▶ _DATA SHOWN_

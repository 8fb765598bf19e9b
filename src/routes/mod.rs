pub mod auth;
pub mod lists;
pub mod pages;
pub mod tasks;

use actix_web::{cookie::Cookie, web, HttpResponse};

use crate::error::AppError;
use crate::models::ListId;

pub fn config(cfg: &mut web::ServiceConfig) {
    cfg.service(pages::index)
        .service(pages::todo)
        .service(auth::login_page)
        .service(auth::login)
        .service(auth::register_page)
        .service(auth::register)
        .service(auth::logout)
        .service(lists::list_add)
        .service(lists::list_delete)
        .service(tasks::task_add);
}

/// `200 text/plain`, used for business-rule rejections and acknowledgements.
pub(crate) fn plain_text(message: &'static str) -> HttpResponse {
    HttpResponse::Ok()
        .content_type("text/plain; charset=utf-8")
        .body(message)
}

pub(crate) fn with_cookie(
    mut response: HttpResponse,
    cookie: Cookie<'static>,
) -> Result<HttpResponse, AppError> {
    response.add_cookie(&cookie)?;
    Ok(response)
}

/// Parses the `list_id` form field shared by the list and task forms.
pub(crate) fn parse_list_id(raw: &str) -> Result<ListId, AppError> {
    raw.parse()
        .map_err(|_| AppError::BadRequest("Invalid list ID".into()))
}
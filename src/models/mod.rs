pub mod list;
pub mod task;
pub mod user;

pub use list::{InvalidListId, List, ListDeleteForm, ListForm, ListId};
pub use task::{NewTask, Task, TaskForm, TaskId};
pub use user::{LoginForm, RegisterForm, User, UserId, UserLookup};
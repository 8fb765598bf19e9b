use chrono::{DateTime, Utc};
use serde::{Deserialize, Serialize};
use sqlx::FromRow;
use validator::Validate;

use super::UserId;

/// Row identifier of a to-do list.
#[derive(Debug, Clone, Copy, PartialEq, Eq, Hash, Serialize, Deserialize, sqlx::Type)]
#[serde(transparent)]
#[sqlx(transparent)]
pub struct ListId(pub i64);

impl std::fmt::Display for ListId {
    fn fmt(&self, f: &mut std::fmt::Formatter<'_>) -> std::fmt::Result {
        self.0.fmt(f)
    }
}

/// A list id that is not a plain unsigned 32-bit decimal number.
#[derive(Debug, Clone, Copy, PartialEq, Eq)]
pub struct InvalidListId;

impl std::fmt::Display for InvalidListId {
    fn fmt(&self, f: &mut std::fmt::Formatter<'_>) -> std::fmt::Result {
        f.write_str("invalid list id")
    }
}

impl std::error::Error for InvalidListId {}

impl std::str::FromStr for ListId {
    type Err = InvalidListId;

    /// Accepts ASCII digits only: no sign, no surrounding whitespace.
    fn from_str(s: &str) -> Result<Self, Self::Err> {
        if !s.bytes().all(|b| b.is_ascii_digit()) {
            return Err(InvalidListId);
        }
        s.parse::<u32>()
            .map(|id| ListId(i64::from(id)))
            .map_err(|_| InvalidListId)
    }
}

/// A to-do list owned by a single user.
#[derive(Debug, Clone, FromRow)]
pub struct List {
    pub id: ListId,
    pub title: String,
    pub user_id: UserId,
    pub created_at: DateTime<Utc>,
    pub updated_at: DateTime<Utc>,
}

impl List {
    pub fn is_owned_by(&self, user_id: UserId) -> bool {
        self.user_id == user_id
    }
}

/// Form submitted to `POST /list_add`.
#[derive(Debug, Deserialize, Validate)]
pub struct ListForm {
    #[serde(default)]
    #[validate(length(min = 1, max = 200, message = "List title must be 1 to 200 characters"))]
    pub list_title: String,
}

/// Form submitted to `POST /list_delete`.
///
/// The id stays a string so a malformed value is answered with our own 400.
#[derive(Debug, Deserialize)]
pub struct ListDeleteForm {
    #[serde(default)]
    pub list_id: String,
}
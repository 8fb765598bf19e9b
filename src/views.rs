//! Page composition and rendering.
//!
//! Every page is rendered from a [`PageContext`]: the application title, the
//! visitor's user id and, for a logged-in visitor, their account details and
//! lists with nested tasks, read fresh from the database on each render.
//!
//! A view renders either on its own ([`RenderMode::Partial`], for htmx swaps)
//! or wrapped in `layouts/main.html` ([`RenderMode::Full`]).

use actix_web::{HttpRequest, HttpResponse};
use serde::Serialize;
use tera::{Context, Tera};

use crate::db::Database;
use crate::error::AppError;
use crate::models::{List, ListId, Task, TaskId, UserId};

/// Request header sent by htmx on every request it issues.
pub const HX_REQUEST: &str = "HX-Request";
/// Response header telling htmx to navigate to another page.
pub const HX_REDIRECT: &str = "HX-Redirect";

const LAYOUT: &str = "layouts/main.html";

const TEMPLATES: [(&str, &str); 6] = [
    (LAYOUT, include_str!("../templates/layouts/main.html")),
    ("index.html", include_str!("../templates/index.html")),
    ("login.html", include_str!("../templates/login.html")),
    ("register.html", include_str!("../templates/register.html")),
    ("todo.html", include_str!("../templates/todo.html")),
    (
        "partials/menus-list.html",
        include_str!("../templates/partials/menus-list.html"),
    ),
];

/// Templates a handler can render.
#[derive(Debug, Clone, Copy, PartialEq, Eq)]
pub enum View {
    Index,
    Login,
    Register,
    Todo,
    /// The list-of-lists fragment swapped in after a list is added or removed.
    ListsPartial,
}

impl View {
    pub fn template(self) -> &'static str {
        match self {
            View::Index => "index.html",
            View::Login => "login.html",
            View::Register => "register.html",
            View::Todo => "todo.html",
            View::ListsPartial => "partials/menus-list.html",
        }
    }
}

#[derive(Debug, Clone, Copy, PartialEq, Eq)]
pub enum RenderMode {
    /// Wrapped in the page layout.
    Full,
    /// The bare fragment.
    Partial,
}

/// Everything a template may read.
#[derive(Debug, Clone, Serialize)]
pub struct PageContext {
    pub title: String,
    pub user_id: Option<UserId>,
    pub username: Option<String>,
    pub email: Option<String>,
    pub lists: Vec<ListView>,
}

#[derive(Debug, Clone, Serialize)]
pub struct ListView {
    pub id: ListId,
    pub title: String,
    pub tasks: Vec<TaskView>,
}

#[derive(Debug, Clone, Serialize)]
pub struct TaskView {
    pub id: TaskId,
    pub title: String,
    pub description: String,
    pub due_date: String,
    pub completed: bool,
}

impl From<Task> for TaskView {
    fn from(task: Task) -> Self {
        Self {
            id: task.id,
            title: task.title,
            description: task.description,
            due_date: task.due_date,
            completed: task.completed,
        }
    }
}

impl ListView {
    fn new(list: List, tasks: Vec<Task>) -> Self {
        Self {
            id: list.id,
            title: list.title,
            tasks: tasks.into_iter().map(TaskView::from).collect(),
        }
    }
}

#[derive(Serialize)]
struct LayoutContext<'a> {
    #[serde(flatten)]
    page: &'a PageContext,
    content: String,
}

/// Renders views for one application title.
#[derive(Debug)]
pub struct ViewComposer {
    tera: Tera,
    title: String,
}

impl ViewComposer {
    pub fn new(title: impl Into<String>) -> Result<Self, tera::Error> {
        let mut tera = Tera::default();
        tera.add_raw_templates(TEMPLATES)?;
        Ok(Self {
            tera,
            title: title.into(),
        })
    }

    /// Builds the context for `user`. A user id that no longer resolves to
    /// an account is logged and rendered as anonymous.
    pub async fn compose(
        &self,
        db: &Database,
        user: Option<UserId>,
    ) -> Result<PageContext, AppError> {
        let mut page = PageContext {
            title: self.title.clone(),
            user_id: None,
            username: None,
            email: None,
            lists: Vec::new(),
        };

        let Some(user_id) = user else {
            return Ok(page);
        };
        let Some(account) = db.find_user_by_id(user_id).await? else {
            log::warn!("Session refers to missing user {}", user_id);
            return Ok(page);
        };

        for list in db.lists_by_user(account.id).await? {
            let tasks = db.tasks_by_list(list.id).await?;
            page.lists.push(ListView::new(list, tasks));
        }
        page.user_id = Some(account.id);
        page.username = Some(account.username);
        page.email = Some(account.email);
        Ok(page)
    }

    /// Renders an already composed page.
    pub fn render_page(
        &self,
        view: View,
        page: &PageContext,
        mode: RenderMode,
    ) -> Result<String, AppError> {
        let content = self
            .tera
            .render(view.template(), &Context::from_serialize(page)?)?;
        match mode {
            RenderMode::Partial => Ok(content),
            RenderMode::Full => {
                let layout = LayoutContext { page, content };
                Ok(self.tera.render(LAYOUT, &Context::from_serialize(&layout)?)?)
            }
        }
    }

    pub async fn render(
        &self,
        db: &Database,
        view: View,
        user: Option<UserId>,
        mode: RenderMode,
    ) -> Result<String, AppError> {
        let page = self.compose(db, user).await?;
        self.render_page(view, &page, mode)
    }

    /// `200 text/html` with the rendered view.
    pub async fn respond(
        &self,
        db: &Database,
        view: View,
        user: Option<UserId>,
        mode: RenderMode,
    ) -> Result<HttpResponse, AppError> {
        let html = self.render(db, view, user, mode).await?;
        Ok(HttpResponse::Ok()
            .content_type("text/html; charset=utf-8")
            .body(html))
    }

    /// Sends the visitor to `target`.
    ///
    /// htmx requests get `200` with an `HX-Redirect` header, since htmx
    /// cannot follow a plain redirect without a full reload. Other requests
    /// get the target's `view` rendered in place.
    pub async fn redirect(
        &self,
        db: &Database,
        req: &HttpRequest,
        view: View,
        target: &str,
        user: Option<UserId>,
    ) -> Result<HttpResponse, AppError> {
        if is_htmx(req) {
            return Ok(HttpResponse::Ok()
                .insert_header((HX_REDIRECT, target))
                .finish());
        }
        self.respond(db, view, user, RenderMode::Full).await
    }
}

/// Whether `req` was issued by htmx.
pub fn is_htmx(req: &HttpRequest) -> bool {
    req.headers()
        .get(HX_REQUEST)
        .and_then(|value| value.to_str().ok())
        .map_or(false, |value| value == "true")
}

▶ _WORK ITEM_
Copy out only the lines above from the one with "on each render." to the one with "to another page.", inclusive, exactly as they stand.

▶ _TASK RESULT_
//! lists with nested tasks, read fresh from the database on each render.
//!
//! A view renders either on its own ([`RenderMode::Partial`], for htmx swaps)
//! or wrapped in `layouts/main.html` ([`RenderMode::Full`]).

use actix_web::{HttpRequest, HttpResponse};
use serde::Serialize;
use tera::{Context, Tera};

use crate::db::Database;
use crate::error::AppError;
use crate::models::{List, ListId, Task, TaskId, UserId};

/// Request header sent by htmx on every request it issues.
pub const HX_REQUEST: &str = "HX-Request";
/// Response header telling htmx to navigate to another page.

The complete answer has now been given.